Guy Harvey Ocean Foundation and the Cayman Islands Department of Environment is hosting a moonlight screening featuring the documentary A Plastic Ocean, Tuesday 7 November at 7pm in Camana Bay’s Gardenia Court. Snowcones and popcorn will be available for purchase and all proceeds will go to Guy Harvey‘s Ocean Foundation.  A Plastic Ocean is a film that candidly shows the magnitude of plastic polluting our oceans and threatening marine life. Ocean plastic is a growing epidemic contaminating the balance of the ocean, entangling marine life and often being mistaken as food by marine life, mammals and birds resulting in their death.

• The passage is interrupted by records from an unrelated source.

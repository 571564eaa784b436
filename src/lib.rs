// Suppress warning from PyO3 macro expansion (fixed in newer PyO3 versions)
#![cfg_attr(feature = "python", allow(non_local_definitions))]

//! QuantVal - stateless equity valuation and risk analytics engine.
//!
//! This crate provides the computational core of a stock-analysis
//! service:
//! - Relative valuation multiples from a financial snapshot
//! - DCF intrinsic value with constant/dynamic WACC regimes and a
//!   two-way sensitivity grid
//! - Monte Carlo GBM price simulation with VaR/ES tail statistics
//! - News-sentiment ratio aggregation
//!
//! All four components are pure functions from validated inputs to
//! results: no I/O, no shared state, and explicit seeds for anything
//! random, so callers may cache and parallelize freely.

pub mod core;
pub mod dcf;
pub mod multiples;
pub mod sentiment;
pub mod simulation;

#[cfg(feature = "python")]
pub mod python;

#[cfg(feature = "python")]
use pyo3::prelude::*;

/// Python module entry point
#[cfg(feature = "python")]
#[pymodule]
fn _quantval(_py: Python<'_>, m: &PyModule) -> PyResult<()> {
    // Register input classes
    m.add_class::<python::bindings::PyFinancialSnapshot>()?;
    m.add_class::<python::bindings::PyDcfAssumptions>()?;
    m.add_class::<python::bindings::PyNewsItem>()?;

    // Register result classes
    m.add_class::<python::bindings::PyMultiplesResult>()?;
    m.add_class::<python::bindings::PyDcfValuation>()?;
    m.add_class::<python::bindings::PyDcfResult>()?;
    m.add_class::<python::bindings::PyRiskStats>()?;
    m.add_class::<python::bindings::PySimulationResult>()?;
    m.add_class::<python::bindings::PySentimentSummary>()?;

    // Register analysis functions
    m.add_function(wrap_pyfunction!(python::bindings::calculate_multiples, m)?)?;
    m.add_function(wrap_pyfunction!(python::bindings::run_dcf, m)?)?;
    m.add_function(wrap_pyfunction!(python::bindings::run_monte_carlo, m)?)?;
    m.add_function(wrap_pyfunction!(
        python::bindings::run_monte_carlo_from_history,
        m
    )?)?;
    m.add_function(wrap_pyfunction!(
        python::bindings::terminal_price_quantile,
        m
    )?)?;
    m.add_function(wrap_pyfunction!(python::bindings::summarize_sentiment, m)?)?;
    m.add_function(wrap_pyfunction!(
        python::bindings::sentiment_daily_breakdown,
        m
    )?)?;

    Ok(())
}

“In the center of the Pacific Ocean gyre our researchers found more plastic than plankton. A Plastic Ocean documents the newest science, proving how plastics, once they enter the oceans, break up into small particulates that enter the food chain where they attract toxins like a magnet. These toxins are stored in seafood’s fatty tissues, and eventually consumed by us.”- A Plastic Ocean

A Plastic Ocean is a powerful film. It is a wake up call, forcing us to pay attention to the level of consumption of plastic products we as consumers have and the negative environmental impact is poses on the ocean due to a lack of proper waste management. Moreover, it brings to the forefront the negative implications plastic toxins have imposed on marine life, our environment and even ourselves. There is a domino effect, the harm we inflict on our environment eventually catches up to us and as a result we hurt ourselves. It is a film that inspires us all to come together to find effective and impactful solutions to tackle the lofty issue of plastic in our oceans.

A Wave of Change


Now more than ever, we need to evaluate our use of plastic, in particular single-use plastics. The epic amount of plastic that is being found in the ocean is a concerning issue. It is a problem that is only going to increase until we all break free from plastic on a global scale in a paramount way. Our relationship with plastic is simple, we have a plastic addiction that is out of control. Plastic is everywhere and used to package nearly everything. Plastic is cheap, convenient and as consumers we have been conditioned to purchase products with plastic packaging and sadly with a bit of a disconnect. Somewhere along the way we stopped asking ourselves where does the trash end up? How long does it take to breakdown in a landfill? What is the environmental impact? The bottom line is there is no “away” trash ends up somewhere and unfortunately the ocean is being treated as a trash can. It becomes easy to justify our use of plastic products because we know most of them can be recycled, but maybe it would be better to eliminate the use of plastic products as much as possible and choose more eco-friendly alternative packing of items instead. In regard to single-use plastics, challenge yourself to eliminate them all together. For instance, say no to straws. A simple action such as giving up straws will add up in a big way. Plastic water bottles, trade those in for a reusable water bottle. Ordering food in while at work or picking up food on the go, consider bringing your cutlery from home or purchasing bamboo cutlery that you can bring to the office. This is an easy way to stop using plastic cutlery. Love your coffee first thing in the morning? Choose to bring a reusable coffee cup to your favorite coffee houses and cafes. Moreover, as a community we can come together to tackle the issue of ocean pollution by organizing and taking part in local beach clean ups. It is astonishing the amount of trash that is found on the beach. Plastic and trash on the beach hits close to home. Recently, a beach clean up hosted by Plastic-Free Cayman collected 1,100 pounds of trash after cleaning up Beach Bay for only a couple of hours. Curious how much plastic bottles contributed to that? A hefty 112.3 pounds was plastic bottles (Plastic Free Cayman, and Cayman 27) Now is the time to act, and work together to reduce our use and reliance on plastic products drastically.